Task prompt =>
Give the count of lines that hold the word "Receiver" in this listing, with nothing added.

Dataset extract =>
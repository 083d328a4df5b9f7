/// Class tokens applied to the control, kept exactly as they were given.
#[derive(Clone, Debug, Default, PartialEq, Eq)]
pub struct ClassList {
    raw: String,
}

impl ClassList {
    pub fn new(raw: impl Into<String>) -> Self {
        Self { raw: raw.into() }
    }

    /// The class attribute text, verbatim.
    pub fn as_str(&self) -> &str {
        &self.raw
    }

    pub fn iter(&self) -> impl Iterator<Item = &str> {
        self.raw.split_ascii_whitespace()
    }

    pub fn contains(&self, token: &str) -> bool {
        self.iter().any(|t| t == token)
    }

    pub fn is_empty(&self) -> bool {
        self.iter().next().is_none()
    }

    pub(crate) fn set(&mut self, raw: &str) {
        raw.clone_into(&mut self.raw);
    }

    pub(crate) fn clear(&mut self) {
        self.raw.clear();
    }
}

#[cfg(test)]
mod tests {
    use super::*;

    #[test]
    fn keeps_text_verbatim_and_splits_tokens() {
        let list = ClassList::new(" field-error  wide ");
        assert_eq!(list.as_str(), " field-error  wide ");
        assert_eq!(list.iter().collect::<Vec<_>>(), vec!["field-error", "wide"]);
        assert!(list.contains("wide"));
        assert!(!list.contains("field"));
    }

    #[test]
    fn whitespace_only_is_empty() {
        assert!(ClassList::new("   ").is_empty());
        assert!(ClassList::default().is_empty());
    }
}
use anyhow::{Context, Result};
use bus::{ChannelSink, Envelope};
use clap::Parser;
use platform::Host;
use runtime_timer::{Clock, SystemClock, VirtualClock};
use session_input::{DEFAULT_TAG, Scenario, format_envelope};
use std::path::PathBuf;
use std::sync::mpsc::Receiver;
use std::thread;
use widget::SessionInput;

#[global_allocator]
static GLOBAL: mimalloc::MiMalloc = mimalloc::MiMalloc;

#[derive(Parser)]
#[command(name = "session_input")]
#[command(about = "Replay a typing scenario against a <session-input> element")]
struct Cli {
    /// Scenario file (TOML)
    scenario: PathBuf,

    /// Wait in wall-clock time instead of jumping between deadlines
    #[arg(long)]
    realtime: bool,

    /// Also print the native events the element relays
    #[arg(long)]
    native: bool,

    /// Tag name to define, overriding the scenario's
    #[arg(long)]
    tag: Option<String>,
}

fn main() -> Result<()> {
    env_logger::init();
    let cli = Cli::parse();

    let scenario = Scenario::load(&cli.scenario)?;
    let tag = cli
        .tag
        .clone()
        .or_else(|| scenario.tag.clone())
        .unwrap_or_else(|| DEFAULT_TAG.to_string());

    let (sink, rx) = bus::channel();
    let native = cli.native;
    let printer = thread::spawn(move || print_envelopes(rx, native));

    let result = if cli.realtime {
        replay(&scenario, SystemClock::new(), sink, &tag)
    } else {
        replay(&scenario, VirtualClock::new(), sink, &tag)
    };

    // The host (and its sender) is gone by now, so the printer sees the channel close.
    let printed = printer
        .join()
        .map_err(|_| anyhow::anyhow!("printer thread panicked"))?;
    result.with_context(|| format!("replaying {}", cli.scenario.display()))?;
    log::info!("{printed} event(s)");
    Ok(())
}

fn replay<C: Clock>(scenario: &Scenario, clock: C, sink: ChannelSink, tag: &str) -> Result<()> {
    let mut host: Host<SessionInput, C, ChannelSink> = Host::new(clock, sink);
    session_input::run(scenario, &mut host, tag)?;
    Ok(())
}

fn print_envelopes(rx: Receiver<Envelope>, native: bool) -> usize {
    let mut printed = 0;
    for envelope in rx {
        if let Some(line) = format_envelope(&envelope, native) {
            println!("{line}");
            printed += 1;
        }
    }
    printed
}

==

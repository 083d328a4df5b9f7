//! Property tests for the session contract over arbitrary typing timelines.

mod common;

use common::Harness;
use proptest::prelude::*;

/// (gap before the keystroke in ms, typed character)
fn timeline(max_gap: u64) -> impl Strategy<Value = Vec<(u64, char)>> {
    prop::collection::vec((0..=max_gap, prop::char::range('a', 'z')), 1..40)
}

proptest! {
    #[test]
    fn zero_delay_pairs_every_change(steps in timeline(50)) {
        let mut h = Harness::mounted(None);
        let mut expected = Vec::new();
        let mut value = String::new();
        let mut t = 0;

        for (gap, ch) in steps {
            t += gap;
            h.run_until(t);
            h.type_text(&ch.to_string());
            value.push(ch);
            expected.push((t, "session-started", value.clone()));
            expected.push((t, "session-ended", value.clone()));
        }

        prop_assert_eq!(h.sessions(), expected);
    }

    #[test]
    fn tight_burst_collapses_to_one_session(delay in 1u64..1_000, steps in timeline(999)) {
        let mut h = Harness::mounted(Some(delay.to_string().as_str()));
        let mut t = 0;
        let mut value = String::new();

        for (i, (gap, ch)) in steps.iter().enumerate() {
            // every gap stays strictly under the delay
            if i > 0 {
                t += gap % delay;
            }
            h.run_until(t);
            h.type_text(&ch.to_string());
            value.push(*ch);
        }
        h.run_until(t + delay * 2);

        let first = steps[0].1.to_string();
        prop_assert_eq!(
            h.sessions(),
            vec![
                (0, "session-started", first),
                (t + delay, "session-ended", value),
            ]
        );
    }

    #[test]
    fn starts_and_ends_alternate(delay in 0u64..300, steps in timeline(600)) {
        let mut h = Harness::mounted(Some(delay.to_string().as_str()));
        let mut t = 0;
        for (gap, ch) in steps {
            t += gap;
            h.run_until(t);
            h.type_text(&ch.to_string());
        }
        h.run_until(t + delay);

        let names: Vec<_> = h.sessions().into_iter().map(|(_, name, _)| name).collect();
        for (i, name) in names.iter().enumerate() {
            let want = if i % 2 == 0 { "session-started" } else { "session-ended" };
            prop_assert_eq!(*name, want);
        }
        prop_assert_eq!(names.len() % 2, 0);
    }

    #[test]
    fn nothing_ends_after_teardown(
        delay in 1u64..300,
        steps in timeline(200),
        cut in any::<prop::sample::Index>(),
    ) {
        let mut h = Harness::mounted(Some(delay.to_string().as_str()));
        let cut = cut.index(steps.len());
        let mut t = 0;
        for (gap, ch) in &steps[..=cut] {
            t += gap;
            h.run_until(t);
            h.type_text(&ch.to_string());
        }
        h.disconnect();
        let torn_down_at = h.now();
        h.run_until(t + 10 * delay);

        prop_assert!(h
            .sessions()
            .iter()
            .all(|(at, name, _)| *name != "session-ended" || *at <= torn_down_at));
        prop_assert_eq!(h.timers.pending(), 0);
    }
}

Task answer =>
2